Effect of Chemical Profiling Change of Processed Magnolia officinalis on the Pharmacokinetic Profiling of Honokiol and Magnolol in Rats.

The stem of Magnoliae officinalis (MO) cortex is always preliminarily processed before being applied in traditional Chinese medicine. The definite bioavailability of honokiol (HO) and magnolol (MA) in processed MO (PMO) and the effect of chemical profiling change on the pharmacokinetics of HO and MA are always a greater challenge compared with those of MO. Compared with that of MO, the pharmacokinetic profiling of HO and MA in the PMO was significantly changed and the mean T-max of HO and MA was increased by 31 and 50% (P < 0.05), respectively; the mean AUC(0-t) and C-max of HO were increased by 36 and 24% (P < 0.05), respectively. Subsequently, the chemical profiling of MO and PMO was investigated by a simple and rapid LC-Q/TOF-MS coupled with multivariate analysis method.
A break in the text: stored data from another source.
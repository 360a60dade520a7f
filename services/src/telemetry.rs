//! ## 追踪、指标与日志初始化
//!
//! 进程启动时安装一次日志订阅者，并以同一资源构造追踪、指标与日志三个提供者。
//! `tracing` 事件经桥接层转发到日志提供者；返回的守卫在进程退出时
//! 刷新日志并依次关闭三个提供者。

use crate::errors::ServiceError;
use opentelemetry::{KeyValue, global, trace::TracerProvider};
use opentelemetry_appender_tracing::layer::OpenTelemetryTracingBridge;
use opentelemetry_otlp::{
    LogExporter, MetricExporter, SpanExporter, WithExportConfig, WithHttpConfig,
};
use opentelemetry_sdk::{
    Resource,
    logs::SdkLoggerProvider,
    metrics::{PeriodicReader, SdkMeterProvider},
    trace::SdkTracerProvider,
};
use rolldice::{Telemetry, config::TelemetryConfig};
use std::collections::HashMap;
use tracing::{Subscriber, error, info};
use tracing_appender::{non_blocking, non_blocking::WorkerGuard};
use tracing_subscriber::{EnvFilter, Layer, fmt, prelude::*, registry::LookupSpan};

/// 导出链路自身的日志不回送到日志提供者
const BRIDGE_FILTER: &str = "info,hyper=off,h2=off,reqwest=off,tonic=off,opentelemetry=off";

/// 三个提供者
pub struct Providers {
    /// 追踪提供者
    pub tracer: SdkTracerProvider,
    /// 指标提供者
    pub meter: SdkMeterProvider,
    /// 日志提供者
    pub logger: SdkLoggerProvider,
}

impl Providers {
    fn shutdown(self) {
        if let Err(e) = self.tracer.shutdown() {
            error!("关闭追踪提供者失败：{e}");
        }
        if let Err(e) = self.meter.shutdown() {
            error!("关闭指标提供者失败：{e}");
        }
        if let Err(e) = self.logger.shutdown() {
            error!("关闭日志提供者失败：{e}");
        }
    }
}

/// 追踪守卫
///
/// 持有日志写入线程与三个提供者，只关闭一次；未显式关闭时在析构时关闭。
pub struct TelemetryGuard {
    providers: Option<Providers>,
    _writer: WorkerGuard,
}

impl TelemetryGuard {
    /// 关闭导出
    pub fn shutdown(mut self) {
        self.close();
    }

    fn close(&mut self) {
        if let Some(providers) = self.providers.take() {
            providers.shutdown();
        }
    }
}

impl Drop for TelemetryGuard {
    fn drop(&mut self) {
        self.close();
    }
}

/// 三个提供者共享的资源
pub fn resource(cfg: &TelemetryConfig) -> Resource {
    Resource::builder_empty()
        .with_service_name(cfg.service_name.clone())
        .with_attribute(KeyValue::new(
            "application",
            format!("/{}", cfg.service_name),
        ))
        .build()
}

pub(crate) fn signal_endpoint(base: &str, signal: &str) -> String {
    format!("{}/v1/{signal}", base.trim_end_matches('/'))
}

fn auth_headers(cfg: &TelemetryConfig) -> HashMap<String, String> {
    HashMap::from([(
        "Authorization".to_string(),
        format!("Basic {}", cfg.auth_token),
    )])
}

fn exporter_error(e: impl std::fmt::Display) -> ServiceError {
    ServiceError::Telemetry(e.to_string())
}

/// 构造追踪提供者
///
/// 未配置导出地址时只在进程内生成追踪上下文。
pub fn tracer_provider(
    cfg: &TelemetryConfig,
    resource: &Resource,
) -> Result<SdkTracerProvider, ServiceError> {
    let builder = SdkTracerProvider::builder().with_resource(resource.clone());
    if cfg.otlp_endpoint.is_empty() {
        return Ok(builder.build());
    }

    let exporter = SpanExporter::builder()
        .with_http()
        .with_endpoint(signal_endpoint(&cfg.otlp_endpoint, "traces"))
        .with_headers(auth_headers(cfg))
        .build()
        .map_err(exporter_error)?;
    Ok(builder.with_batch_exporter(exporter).build())
}

/// 构造指标提供者
///
/// 配置导出地址时周期性推送指标。
pub fn meter_provider(
    cfg: &TelemetryConfig,
    resource: &Resource,
) -> Result<SdkMeterProvider, ServiceError> {
    let builder = SdkMeterProvider::builder().with_resource(resource.clone());
    if cfg.otlp_endpoint.is_empty() {
        return Ok(builder.build());
    }

    let exporter = MetricExporter::builder()
        .with_http()
        .with_endpoint(signal_endpoint(&cfg.otlp_endpoint, "metrics"))
        .with_headers(auth_headers(cfg))
        .build()
        .map_err(exporter_error)?;
    Ok(builder
        .with_reader(PeriodicReader::builder(exporter).build())
        .build())
}

/// 构造日志提供者
pub fn logger_provider(
    cfg: &TelemetryConfig,
    resource: &Resource,
) -> Result<SdkLoggerProvider, ServiceError> {
    let builder = SdkLoggerProvider::builder().with_resource(resource.clone());
    if cfg.otlp_endpoint.is_empty() {
        return Ok(builder.build());
    }

    let exporter = LogExporter::builder()
        .with_http()
        .with_endpoint(signal_endpoint(&cfg.otlp_endpoint, "logs"))
        .with_headers(auth_headers(cfg))
        .build()
        .map_err(exporter_error)?;
    Ok(builder.with_batch_exporter(exporter).build())
}

/// 以同一资源构造三个提供者
pub fn providers(cfg: &TelemetryConfig) -> Result<Providers, ServiceError> {
    let resource = resource(cfg);
    Ok(Providers {
        tracer: tracer_provider(cfg, &resource)?,
        meter: meter_provider(cfg, &resource)?,
        logger: logger_provider(cfg, &resource)?,
    })
}

/// `tracing` 事件到日志提供者的桥接层
pub fn log_bridge<S>(provider: SdkLoggerProvider) -> impl Layer<S>
where
    S: Subscriber + for<'a> LookupSpan<'a>,
{
    OpenTelemetryTracingBridge::new(&provider).with_filter(EnvFilter::new(BRIDGE_FILTER))
}

/// 初始化日志、追踪与指标
pub fn init(cfg: &TelemetryConfig) -> Result<(Telemetry, TelemetryGuard), ServiceError> {
    let providers = providers(cfg)?;
    let tracer = providers.tracer.tracer(cfg.service_name.clone());
    let (writer, guard) = non_blocking(std::io::stdout());

    tracing_subscriber::registry()
        .with(EnvFilter::try_from_default_env().unwrap_or_else(|_| EnvFilter::new("info")))
        .with(fmt::layer().with_writer(writer).with_target(false))
        .with(tracing_opentelemetry::layer().with_tracer(tracer))
        .with(log_bridge(providers.logger.clone()))
        .try_init()
        .map_err(exporter_error)?;
    global::set_meter_provider(providers.meter.clone());

    if cfg.otlp_endpoint.is_empty() {
        info!(service = %cfg.service_name, "未配置导出地址，仅在进程内传播追踪上下文");
    } else {
        info!(service = %cfg.service_name, endpoint = %cfg.otlp_endpoint, "追踪、指标与日志导出已启用");
    }

    Ok((
        Telemetry::default(),
        TelemetryGuard {
            providers: Some(providers),
            _writer: guard,
        },
    ))
}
Principal component analysis and hierarchical cluster analysis of the chromatographic data demonstrated that the chemical profiling of PMO was significantly different from that of MO. Eight marker components including six alkaloids (magnocurarine, magnoflorine, roemerine and three unidentified peaks) and two lignans (obovatol and MA) were screened out by partial least-squares discriminant analysis. The results indicated that the changes of eight marker components of PMO may have an effect on the pharmacokinetic profiles of HO and MA.